___ Available data

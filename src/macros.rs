// ABOUTME: Macros shared by PDU bodies that have identical wire layouts
// ABOUTME: submit_sm/deliver_sm share their mandatory fields; their responses share message_id

/// Implements `Encodable`/`Decodable` for a struct with the submit_sm
/// mandatory field layout followed by optional TLVs.
///
/// The struct must have the fields: `service_type`, `source_addr_ton`,
/// `source_addr_npi`, `source_addr`, `dest_addr_ton`, `dest_addr_npi`,
/// `destination_addr`, `esm_class`, `protocol_id`, `priority_flag`,
/// `schedule_delivery_time`, `validity_period`, `registered_delivery`,
/// `replace_if_present_flag`, `data_coding`, `sm_default_msg_id`,
/// `short_message` and `tlvs`.
macro_rules! impl_short_message_body {
    ($pdu_type:ident) => {
        impl $crate::codec::Encodable for $pdu_type {
            fn encode(&self, buf: &mut bytes::BytesMut) -> Result<(), $crate::codec::CodecError> {
                use $crate::codec::{encode_cstring, encode_short_message, limits};
                use bytes::BufMut;

                encode_cstring(buf, &self.service_type, limits::SERVICE_TYPE, "service_type")?;
                buf.put_u8(self.source_addr_ton as u8);
                buf.put_u8(self.source_addr_npi as u8);
                encode_cstring(buf, &self.source_addr, limits::ADDRESS, "source_addr")?;
                buf.put_u8(self.dest_addr_ton as u8);
                buf.put_u8(self.dest_addr_npi as u8);
                encode_cstring(
                    buf,
                    &self.destination_addr,
                    limits::ADDRESS,
                    "destination_addr",
                )?;
                buf.put_u8(self.esm_class);
                buf.put_u8(self.protocol_id);
                buf.put_u8(self.priority_flag);
                encode_cstring(
                    buf,
                    &self.schedule_delivery_time,
                    limits::TIME,
                    "schedule_delivery_time",
                )?;
                encode_cstring(buf, &self.validity_period, limits::TIME, "validity_period")?;
                buf.put_u8(self.registered_delivery);
                buf.put_u8(self.replace_if_present_flag);
                buf.put_u8(self.data_coding.to_byte());
                buf.put_u8(self.sm_default_msg_id);
                encode_short_message(buf, &self.short_message)?;

                for tlv in &self.tlvs {
                    tlv.encode(buf)?;
                }
                Ok(())
            }
        }

        impl $crate::codec::Decodable for $pdu_type {
            fn decode(buf: &mut std::io::Cursor<&[u8]>) -> Result<Self, $crate::codec::CodecError> {
                use $crate::codec::{decode_cstring, decode_short_message, decode_u8};
                use $crate::datatypes::{DataCoding, NumericPlanIndicator, Tlv, TypeOfNumber};

                Ok($pdu_type {
                    service_type: decode_cstring(buf, "service_type")?,
                    source_addr_ton: TypeOfNumber::from_byte(decode_u8(buf, "source_addr_ton")?),
                    source_addr_npi: NumericPlanIndicator::from_byte(decode_u8(
                        buf,
                        "source_addr_npi",
                    )?),
                    source_addr: decode_cstring(buf, "source_addr")?,
                    dest_addr_ton: TypeOfNumber::from_byte(decode_u8(buf, "dest_addr_ton")?),
                    dest_addr_npi: NumericPlanIndicator::from_byte(decode_u8(
                        buf,
                        "dest_addr_npi",
                    )?),
                    destination_addr: decode_cstring(buf, "destination_addr")?,
                    esm_class: decode_u8(buf, "esm_class")?,
                    protocol_id: decode_u8(buf, "protocol_id")?,
                    priority_flag: decode_u8(buf, "priority_flag")?,
                    schedule_delivery_time: decode_cstring(buf, "schedule_delivery_time")?,
                    validity_period: decode_cstring(buf, "validity_period")?,
                    registered_delivery: decode_u8(buf, "registered_delivery")?,
                    replace_if_present_flag: decode_u8(buf, "replace_if_present_flag")?,
                    data_coding: DataCoding::from_byte(decode_u8(buf, "data_coding")?),
                    sm_default_msg_id: decode_u8(buf, "sm_default_msg_id")?,
                    short_message: decode_short_message(buf)?,
                    tlvs: Tlv::decode_all(buf)?,
                })
            }
        }

        impl $pdu_type {
            /// Message text decoded per `data_coding`. Falls back to the
            /// message_payload TLV when short_message is empty.
            pub fn text(&self) -> String {
                if self.short_message.is_empty() {
                    if let Some(payload) = $crate::datatypes::find_tlv(
                        &self.tlvs,
                        $crate::datatypes::tags::MESSAGE_PAYLOAD,
                    ) {
                        return self.data_coding.decode_text(&payload.value);
                    }
                }
                self.data_coding.decode_text(&self.short_message)
            }
        }
    };
}

/// Implements the codec for a response whose body is a single message_id.
/// Error responses may omit the body, which decodes as an empty id.
macro_rules! impl_message_id_response {
    ($pdu_type:ident) => {
        #[derive(Clone, Debug, Default, PartialEq)]
        pub struct $pdu_type {
            pub message_id: String,
        }

        impl $pdu_type {
            pub fn new(message_id: impl Into<String>) -> Self {
                Self {
                    message_id: message_id.into(),
                }
            }
        }

        impl $crate::codec::Encodable for $pdu_type {
            fn encode(&self, buf: &mut bytes::BytesMut) -> Result<(), $crate::codec::CodecError> {
                $crate::codec::encode_cstring(
                    buf,
                    &self.message_id,
                    $crate::codec::limits::MESSAGE_ID,
                    "message_id",
                )
            }
        }

        impl $crate::codec::Decodable for $pdu_type {
            fn decode(buf: &mut std::io::Cursor<&[u8]>) -> Result<Self, $crate::codec::CodecError> {
                Ok(Self {
                    message_id: $crate::codec::decode_optional_cstring(buf, "message_id")?,
                })
            }
        }
    };
}
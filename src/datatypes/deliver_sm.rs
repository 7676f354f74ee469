use crate::datatypes::{DataCoding, NumericPlanIndicator, Tlv, TypeOfNumber, find_tlv, tags};
use bytes::Bytes;
use num_enum::TryFromPrimitive;
use std::fmt;

/// esm_class message type bits marking an SMSC delivery receipt.
pub const ESM_CLASS_DELIVERY_RECEIPT: u8 = 0x04;

/// This operation is used by the SMSC to deliver a short message to an ESME.
/// It carries both mobile originated messages and delivery receipts.
#[derive(Clone, Debug, PartialEq)]
pub struct DeliverSm {
    pub service_type: String,
    pub source_addr_ton: TypeOfNumber,
    pub source_addr_npi: NumericPlanIndicator,
    pub source_addr: String,
    pub dest_addr_ton: TypeOfNumber,
    pub dest_addr_npi: NumericPlanIndicator,
    pub destination_addr: String,

    /// Bit 2 set: the short message is a delivery receipt.
    pub esm_class: u8,

    pub protocol_id: u8,
    pub priority_flag: u8,

    /// Unused in deliver_sm, always empty on the wire.
    pub schedule_delivery_time: String,

    /// Unused in deliver_sm, always empty on the wire.
    pub validity_period: String,

    pub registered_delivery: u8,
    pub replace_if_present_flag: u8,
    pub data_coding: DataCoding,
    pub sm_default_msg_id: u8,
    pub short_message: Bytes,
    pub tlvs: Vec<Tlv>,
}

impl DeliverSm {
    /// A delivery receipt in the conventional `id:… stat:… err:…` text form.
    pub fn receipt(
        source_addr: impl Into<String>,
        destination_addr: impl Into<String>,
        message_id: &str,
        state: MessageState,
        error_code: &str,
    ) -> Self {
        let text = format!(
            "id:{message_id} sub:001 dlvrd:001 stat:{} err:{error_code} text:",
            state.receipt_stat()
        );
        Self {
            service_type: String::new(),
            source_addr_ton: TypeOfNumber::Unknown,
            source_addr_npi: NumericPlanIndicator::Unknown,
            source_addr: source_addr.into(),
            dest_addr_ton: TypeOfNumber::Unknown,
            dest_addr_npi: NumericPlanIndicator::Unknown,
            destination_addr: destination_addr.into(),
            esm_class: ESM_CLASS_DELIVERY_RECEIPT,
            protocol_id: 0,
            priority_flag: 0,
            schedule_delivery_time: String::new(),
            validity_period: String::new(),
            registered_delivery: 0,
            replace_if_present_flag: 0,
            data_coding: DataCoding::SmscDefault,
            sm_default_msg_id: 0,
            short_message: Bytes::from(text.into_bytes()),
            tlvs: Vec::new(),
        }
    }

    pub fn is_delivery_receipt(&self) -> bool {
        self.esm_class & 0b0011_1100 == ESM_CLASS_DELIVERY_RECEIPT
    }

    /// Extracts receipt details, preferring the receipt TLVs over the
    /// free-form text carried in short_message.
    pub fn delivery_receipt(&self) -> DeliveryReceipt {
        let text = self.text();
        let fields = ReceiptText::parse(&text);

        let message_id = find_tlv(&self.tlvs, tags::RECEIPTED_MESSAGE_ID)
            .map(Tlv::as_string)
            .or_else(|| fields.get("id").map(str::to_string))
            .unwrap_or_default();

        let state = find_tlv(&self.tlvs, tags::MESSAGE_STATE)
            .and_then(Tlv::as_u8)
            .and_then(|raw| MessageState::try_from(raw).ok())
            .or_else(|| fields.get("stat").and_then(MessageState::from_receipt_stat))
            .unwrap_or(MessageState::Unknown);

        // network_error_code is 3 octets: network type then a 2-octet code
        let error_code = match find_tlv(&self.tlvs, tags::NETWORK_ERROR_CODE) {
            Some(tlv) if tlv.value.len() == 3 => {
                Some(u16::from_be_bytes([tlv.value[1], tlv.value[2]]).to_string())
            }
            _ => fields.get("err").map(str::to_string),
        };

        DeliveryReceipt {
            message_id,
            state,
            error_code,
        }
    }
}

impl_short_message_body!(DeliverSm);

impl_message_id_response!(DeliverSmResponse);

/// Final or intermediate state of a message as reported by the SMSC.
#[derive(TryFromPrimitive)]
#[repr(u8)]
#[derive(Copy, Clone, Debug, PartialEq, Eq, Hash)]
pub enum MessageState {
    Enroute = 1,
    Delivered = 2,
    Expired = 3,
    Deleted = 4,
    Undeliverable = 5,
    Accepted = 6,
    Unknown = 7,
    Rejected = 8,
}

impl MessageState {
    /// Abbreviation used in receipt text (`stat:DELIVRD`).
    pub fn receipt_stat(self) -> &'static str {
        match self {
            MessageState::Enroute => "ENROUTE",
            MessageState::Delivered => "DELIVRD",
            MessageState::Expired => "EXPIRED",
            MessageState::Deleted => "DELETED",
            MessageState::Undeliverable => "UNDELIV",
            MessageState::Accepted => "ACCEPTD",
            MessageState::Unknown => "UNKNOWN",
            MessageState::Rejected => "REJECTD",
        }
    }

    pub fn from_receipt_stat(stat: &str) -> Option<Self> {
        let state = match stat.to_ascii_uppercase().as_str() {
            "ENROUTE" => MessageState::Enroute,
            "DELIVRD" | "DELIVERED" => MessageState::Delivered,
            "EXPIRED" => MessageState::Expired,
            "DELETED" => MessageState::Deleted,
            "UNDELIV" | "UNDELIVERABLE" | "FAILED" => MessageState::Undeliverable,
            "ACCEPTD" | "ACCEPTED" => MessageState::Accepted,
            "UNKNOWN" => MessageState::Unknown,
            "REJECTD" | "REJECTED" => MessageState::Rejected,
            _ => return None,
        };
        Some(state)
    }

    /// Whether no further receipt is expected for the message.
    pub fn is_final(self) -> bool {
        !matches!(self, MessageState::Enroute | MessageState::Accepted)
    }
}

impl fmt::Display for MessageState {
    fn fmt(&self, f: &mut fmt::Formatter<'_>) -> fmt::Result {
        let name = match self {
            MessageState::Enroute => "ENROUTE",
            MessageState::Delivered => "DELIVERED",
            MessageState::Expired => "EXPIRED",
            MessageState::Deleted => "DELETED",
            MessageState::Undeliverable => "UNDELIVERABLE",
            MessageState::Accepted => "ACCEPTED",
            MessageState::Unknown => "UNKNOWN",
            MessageState::Rejected => "REJECTED",
        };
        f.write_str(name)
    }
}

/// What a delivery receipt says about an earlier submission.
#[derive(Clone, Debug, PartialEq, Eq)]
pub struct DeliveryReceipt {
    pub message_id: String,
    pub state: MessageState,
    pub error_code: Option<String>,
}

/// `key:value` pairs of receipt text. Keys are single words; `text:` runs
/// to the end and is ignored.
struct ReceiptText<'a> {
    pairs: Vec<(&'a str, &'a str)>,
}

impl<'a> ReceiptText<'a> {
    fn parse(text: &'a str) -> Self {
        let body = match text.find("text:") {
            Some(at) => &text[..at],
            None => text,
        };
        let pairs = body
            .split_whitespace()
            .filter_map(|token| token.split_once(':'))
            .collect();
        Self { pairs }
    }

    fn get(&self, key: &str) -> Option<&'a str> {
        self.pairs
            .iter()
            .find(|(k, _)| k.eq_ignore_ascii_case(key))
            .map(|(_, v)| *v)
    }
}
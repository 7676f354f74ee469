// ABOUTME: One live outbound link per carrier, created on first use and replaced when it dies
// ABOUTME: A per-carrier async lock makes concurrent callers share a single connect attempt

use crate::client::{CarrierLink, ClientConfig, OutboundClient};
use crate::dispatch::error::DispatchError;
use crate::event::EventSender;
use std::collections::HashMap;
use std::sync::atomic::{AtomicBool, Ordering};
use std::sync::{Arc, Mutex, PoisonError};
use tokio::task::JoinSet;
use tracing::{debug, info, warn};

type Slot = Arc<tokio::sync::Mutex<Option<Arc<OutboundClient>>>>;

/// Carrier link pool.
pub struct ClientPool {
    config: ClientConfig,
    events: Option<EventSender>,
    slots: Mutex<HashMap<String, Slot>>,
    closed: AtomicBool,
}

impl ClientPool {
    pub fn new(config: ClientConfig, events: Option<EventSender>) -> Self {
        Self {
            config,
            events,
            slots: Mutex::new(HashMap::new()),
            closed: AtomicBool::new(false),
        }
    }

    fn slots(&self) -> std::sync::MutexGuard<'_, HashMap<String, Slot>> {
        self.slots.lock().unwrap_or_else(PoisonError::into_inner)
    }

    /// Returns the live link for `carrier`, connecting with `link` when there
    /// is none or the pooled one has dropped.
    pub async fn get_or_connect(
        &self,
        carrier: &str,
        link: impl FnOnce() -> CarrierLink,
    ) -> Result<Arc<OutboundClient>, DispatchError> {
        let slot = {
            if self.closed.load(Ordering::Acquire) {
                return Err(DispatchError::ShutDown);
            }
            Arc::clone(self.slots().entry(carrier.to_string()).or_default())
        };

        let mut pooled = slot.lock().await;
        // Shutdown may have drained this slot while we waited.
        if self.closed.load(Ordering::Acquire) {
            return Err(DispatchError::ShutDown);
        }
        if let Some(client) = pooled.as_ref() {
            if client.is_connected() {
                return Ok(Arc::clone(client));
            }
            debug!(carrier, "evicting dead carrier link");
            *pooled = None;
        }

        let client = OutboundClient::connect(link(), self.config.clone(), self.events.clone())
            .await
            .map_err(|source| {
                warn!(carrier, error = %source, "failed to connect to carrier");
                DispatchError::Carrier {
                    carrier: carrier.to_string(),
                    source,
                }
            })?;
        info!(carrier, "carrier link established");

        let client = Arc::new(client);
        *pooled = Some(Arc::clone(&client));
        Ok(client)
    }

    /// The pooled link for `carrier`, live or not, without connecting.
    pub async fn get(&self, carrier: &str) -> Option<Arc<OutboundClient>> {
        let slot = self.slots().get(carrier).cloned()?;
        let pooled = slot.lock().await;
        pooled.clone()
    }

    /// Disconnects every pooled link and refuses further connects.
    pub async fn shutdown(&self) {
        if self.closed.swap(true, Ordering::AcqRel) {
            return;
        }
        let slots: Vec<(String, Slot)> = self.slots().drain().collect();

        let mut disconnects = JoinSet::new();
        for (carrier, slot) in slots {
            disconnects.spawn(async move {
                let Some(client) = slot.lock().await.take() else {
                    return;
                };
                if let Err(e) = client.disconnect().await {
                    warn!(carrier = %carrier, error = %e, "disconnect failed");
                }
            });
        }
        while let Some(joined) = disconnects.join_next().await {
            if let Err(e) = joined {
                warn!(error = %e, "disconnect task failed");
            }
        }
        info!("carrier pool shut down");
    }
}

______

** Your instructions **
Output exactly the span of lines beginning at the first line of the records and ending at the line that holds "The struct must", inclusive, with no other text.

** Task output **
filename src/macros.rs
// ABOUTME: Macros shared by PDU bodies that have identical wire layouts
// ABOUTME: submit_sm/deliver_sm share their mandatory fields; their responses share message_id

/// Implements `Encodable`/`Decodable` for a struct with the submit_sm
/// mandatory field layout followed by optional TLVs.
///
/// The struct must have the fields: `service_type`, `source_addr_ton`,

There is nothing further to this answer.